Ann Hathaway’s cottage was a mile walk out of town and was probably the most interesting – possibly because there was a guide in every room telling you about the house rather than you straining to read a sign on the other side of the room. Ann was Shakespeare’s wife. Her family was quite well off from fruit trees and sold wool from the sheep they kept. The house still had
the bench where the couple were believed to have courted under supervision. He was 18 and she 26 and 3 months pregnant when they were married. I don’t know that the love in the marriage lasted long though as he disappeared off to London for a number of years and in his will left her his second best bed! We learnt the origins of a few more sayings here. ‘A square meal’ was due to the square wooden plates people had. You had one plate your whole life and when not in use it was stored on the shelf.

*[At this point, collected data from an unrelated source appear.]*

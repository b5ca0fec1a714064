// SPDX-License-Identifier: MPL-2.0
use crate::config::Config;
use fluent_bundle::{FluentArgs, FluentBundle, FluentResource};
use rust_embed::RustEmbed;
use std::collections::HashMap;
use unic_langid::LanguageIdentifier;

#[derive(RustEmbed)]
#[folder = "assets/i18n/"]
struct Asset;

const DEFAULT_LOCALE: &str = "en-US";

/// Embedded Fluent bundles plus the active locale.
pub struct I18n {
    bundles: HashMap<LanguageIdentifier, FluentBundle<FluentResource>>,
    pub available_locales: Vec<LanguageIdentifier>,
    current_locale: LanguageIdentifier,
}

impl Default for I18n {
    fn default() -> Self {
        Self::new(None, &Config::default())
    }
}

impl std::fmt::Debug for I18n {
    fn fmt(&self, f: &mut std::fmt::Formatter<'_>) -> std::fmt::Result {
        f.debug_struct("I18n")
            .field("available_locales", &self.available_locales)
            .field("current_locale", &self.current_locale)
            .finish_non_exhaustive()
    }
}

impl I18n {
    pub fn new(cli_lang: Option<String>, config: &Config) -> Self {
        let mut bundles = HashMap::new();
        let mut available_locales = Vec::new();

        for file in Asset::iter() {
            let filename = file.as_ref();
            let Some(locale_str) = filename.strip_suffix(".ftl") else {
                continue;
            };
            let Ok(locale) = locale_str.parse::<LanguageIdentifier>() else {
                continue;
            };
            let Some(content) = Asset::get(filename) else {
                continue;
            };

            let source = String::from_utf8_lossy(content.data.as_ref()).to_string();
            let resource = FluentResource::try_new(source).unwrap_or_else(|(partial, errors)| {
                tracing::warn!(%locale, errors = errors.len(), "translation file has syntax errors");
                partial
            });
            let mut bundle = FluentBundle::new(vec![locale.clone()]);
            bundle.set_use_isolating(false);
            if let Err(errors) = bundle.add_resource(resource) {
                tracing::warn!(%locale, errors = errors.len(), "duplicate translation keys");
            }
            bundles.insert(locale.clone(), bundle);
            available_locales.push(locale);
        }
        available_locales.sort_by_key(ToString::to_string);

        let current_locale = resolve_locale(cli_lang, config, &available_locales)
            .unwrap_or_else(|| DEFAULT_LOCALE.parse().unwrap_or_default());
        tracing::debug!(locale = %current_locale, "i18n initialized");

        Self {
            bundles,
            available_locales,
            current_locale,
        }
    }

    #[must_use]
    pub fn current_locale(&self) -> &LanguageIdentifier {
        &self.current_locale
    }

    pub fn set_locale(&mut self, locale: LanguageIdentifier) {
        if self.bundles.contains_key(&locale) {
            self.current_locale = locale;
        }
    }

    /// Translates `key`, or returns `MISSING: key`.
    #[must_use]
    pub fn tr(&self, key: &str) -> String {
        self.format(key, None)
    }

    /// Translates `key` with `{ $name }` placeables filled from `args`.
    #[must_use]
    pub fn tr_with_args(&self, key: &str, args: &[(&str, &str)]) -> String {
        let mut fluent_args = FluentArgs::new();
        for (name, value) in args {
            fluent_args.set(*name, *value);
        }
        self.format(key, Some(&fluent_args))
    }

    fn format(&self, key: &str, args: Option<&FluentArgs>) -> String {
        if let Some(bundle) = self.bundles.get(&self.current_locale) {
            if let Some(pattern) = bundle.get_message(key).and_then(|msg| msg.value()) {
                let mut errors = vec![];
                let value = bundle.format_pattern(pattern, args, &mut errors);
                if errors.is_empty() {
                    return value.to_string();
                }
            }
        }
        format!("MISSING: {}", key)
    }
}

fn resolve_locale(
    cli_lang: Option<String>,
    config: &Config,
    available: &[LanguageIdentifier],
) -> Option<LanguageIdentifier> {
    let pick = |raw: &str| {
        raw.parse::<LanguageIdentifier>()
            .ok()
            .filter(|lang| available.contains(lang))
    };

    // 1. CLI args
    if let Some(lang) = cli_lang.as_deref().and_then(pick) {
        return Some(lang);
    }

    // 2. Config file
    if let Some(lang) = config.general.language.as_deref().and_then(pick) {
        return Some(lang);
    }

    // 3. OS locale
    sys_locale::get_locale().as_deref().and_then(pick)
}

If a lady hadn’t left home to marry, her plate remained and she was still ‘on the shelf.’ Another piece of useless but interesting information – to clean a chimney in the 16th century – tie a rope to a chicken and lower it down the chimney, it flaps it wings the whole way down and presto – your chimney is clean.(and you might even have a dead chicken to cook for dinner!)
Not really feeling up to a 5 mile walk to the farm at Mary Ardens, we tried unsuccessfully to find some means of getting there. So I didn’t get to visit the house of Shakespeare’s mother and Jacinda and I’s genealogical claim to fame (my maiden name is Ardern). So instead we thought we’d get some dinner and visit the oldest pub in Statford- the building dating back to the 16th century – but curiously it had the identical menu to yesterday’s Dirty Duck so we went to Subway instead.
Getting home involved a lot of waiting at train stations so to anybody wanting to do the same weekend agenda as us – stay in Stratford! Otherwise, it was a very informative and enjoyable weekend.